### Exercise instructions
The records below must be transcribed exactly.

- - -

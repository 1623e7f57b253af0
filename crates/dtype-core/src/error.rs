//! Error types shared by every descriptor operation.

use crate::types::TypeId;
use crate::values::Value;

/// Result alias used throughout the crate.
pub type Result<T, E = TypeError> = std::result::Result<T, E>;

/// Errors raised by descriptors, the specializer and the usage-context binder.
#[derive(Debug, Clone, PartialEq, thiserror::Error)]
pub enum TypeError {
    /// A value was rejected by `validate`. Recoverable; usually reported to the end user.
    #[error("{reason}{}", field_suffix(.field))]
    TypeMismatch {
        /// Rendering of the offending value
        value: String,
        /// Field the value was destined for, when known
        field: Option<String>,
        /// Human readable reason
        reason: String,
    },

    /// The dialect has no acceptable representation for the type and no fallback.
    #[error("{dialect} does not support the {type_name} data type")]
    UnsupportedType { dialect: String, type_name: String },

    /// A descriptor instance was attached to two different fields.
    #[error(
        "Cannot attach {requested} to a data type that is already used by {existing}. \
         Use with_usage_context to reuse a data type across fields"
    )]
    ConflictingUsage { existing: String, requested: String },

    /// A dialect-dependent operation was called on an unbound descriptor.
    #[error("{operation} was called on a {type_id} data type that is not bound to a dialect")]
    NotBound {
        operation: &'static str,
        type_id: TypeId,
    },

    /// The type is computed and has no storage representation.
    #[error("The {0} data type has no storage representation")]
    NoStorageType(TypeId),

    /// Constructor options are invalid.
    #[error("Invalid {type_id} definition: {reason}")]
    InvalidDefinition { type_id: TypeId, reason: String },

    /// The engine returned something the type cannot interpret.
    #[error("Cannot parse {value} received from the database as {type_id}")]
    InvalidStorageValue { type_id: TypeId, value: String },

    #[error("Serialization failed: {0}")]
    Serialization(String),
}

fn field_suffix(field: &Option<String>) -> String {
    match field {
        Some(name) => format!(" (field '{name}')"),
        None => String::new(),
    }
}

impl TypeError {
    /// Build a `TypeMismatch` for `value`.
    pub fn mismatch(value: &Value, reason: impl Into<String>) -> Self {
        TypeError::TypeMismatch {
            value: value.to_string(),
            field: None,
            reason: reason.into(),
        }
    }

    /// The standard "X is not a valid <kind>" mismatch.
    pub fn not_a_valid(value: &Value, kind: &str) -> Self {
        Self::mismatch(value, format!("{value} is not a valid {kind}"))
    }

    pub fn invalid_definition(type_id: TypeId, reason: impl Into<String>) -> Self {
        TypeError::InvalidDefinition {
            type_id,
            reason: reason.into(),
        }
    }

    pub fn invalid_storage_value(type_id: TypeId, value: &Value) -> Self {
        TypeError::InvalidStorageValue {
            type_id,
            value: value.to_string(),
        }
    }

    /// Fill in the field name of a `TypeMismatch` that does not carry one yet.
    pub fn with_field(self, name: &str) -> Self {
        match self {
            TypeError::TypeMismatch {
                value,
                field: None,
                reason,
            } => TypeError::TypeMismatch {
                value,
                field: Some(name.to_string()),
                reason,
            },
            other => other,
        }
    }

    pub fn is_type_mismatch(&self) -> bool {
        matches!(self, TypeError::TypeMismatch { .. })
    }
}

impl From<serde_json::Error> for TypeError {
    fn from(e: serde_json::Error) -> Self {
        TypeError::Serialization(e.to_string())
    }
}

- - -

### Result for this task
repository 1623e7f57b253af0
filename crates/dtype-core/src/error.rs
//! Error types shared by every descriptor operation.

use crate::types::TypeId;
use crate::values::Value;

/// Result alias used throughout the crate.
pub type Result<T, E = TypeError> = std::result::Result<T, E>;

/// Errors raised by descriptors, the specializer and the usage-context binder.
#[derive(Debug, Clone, PartialEq, thiserror::Error)]
pub enum TypeError {
    /// A value was rejected by `validate`. Recoverable; usually reported to the end user.
    #[error("{reason}{}", field_suffix(.field))]
    TypeMismatch {
        /// Rendering of the offending value
        value: String,
        /// Field the value was destined for, when known
        field: Option<String>,
        /// Human readable reason
        reason: String,
    },

    /// The dialect has no acceptable representation for the type and no fallback.
    #[error("{dialect} does not support the {type_name} data type")]
    UnsupportedType { dialect: String, type_name: String },

    /// A descriptor instance was attached to two different fields.
    #[error(
        "Cannot attach {requested} to a data type that is already used by {existing}. \
         Use with_usage_context to reuse a data type across fields"
    )]
    ConflictingUsage { existing: String, requested: String },

    /// A dialect-dependent operation was called on an unbound descriptor.
    #[error("{operation} was called on a {type_id} data type that is not bound to a dialect")]
    NotBound {
        operation: &'static str,
        type_id: TypeId,
    },

    /// The type is computed and has no storage representation.
    #[error("The {0} data type has no storage representation")]
    NoStorageType(TypeId),

    /// Constructor options are invalid.
    #[error("Invalid {type_id} definition: {reason}")]
    InvalidDefinition { type_id: TypeId, reason: String },

    /// The engine returned something the type cannot interpret.
    #[error("Cannot parse {value} received from the database as {type_id}")]
    InvalidStorageValue { type_id: TypeId, value: String },

    #[error("Serialization failed: {0}")]
    Serialization(String),
}

fn field_suffix(field: &Option<String>) -> String {
    match field {
        Some(name) => format!(" (field '{name}')"),
        None => String::new(),
    }
}

impl TypeError {
    /// Build a `TypeMismatch` for `value`.
    pub fn mismatch(value: &Value, reason: impl Into<String>) -> Self {
        TypeError::TypeMismatch {
            value: value.to_string(),
            field: None,
            reason: reason.into(),
        }
    }

    /// The standard "X is not a valid <kind>" mismatch.
    pub fn not_a_valid(value: &Value, kind: &str) -> Self {
        Self::mismatch(value, format!("{value} is not a valid {kind}"))
    }

    pub fn invalid_definition(type_id: TypeId, reason: impl Into<String>) -> Self {
        TypeError::InvalidDefinition {
            type_id,
            reason: reason.into(),
        }
    }

    pub fn invalid_storage_value(type_id: TypeId, value: &Value) -> Self {
        TypeError::InvalidStorageValue {
            type_id,
            value: value.to_string(),
        }
    }

    /// Fill in the field name of a `TypeMismatch` that does not carry one yet.
    pub fn with_field(self, name: &str) -> Self {
        match self {
            TypeError::TypeMismatch {
                value,
                field: None,
                reason,
            } => TypeError::TypeMismatch {
                value,
                field: Some(name.to_string()),
                reason,
            },
            other => other,
        }
    }

    pub fn is_type_mismatch(&self) -> bool {
        matches!(self, TypeError::TypeMismatch { .. })
    }
}

impl From<serde_json::Error> for TypeError {
    fn from(e: serde_json::Error) -> Self {
        TypeError::Serialization(e.to_string())
    }
}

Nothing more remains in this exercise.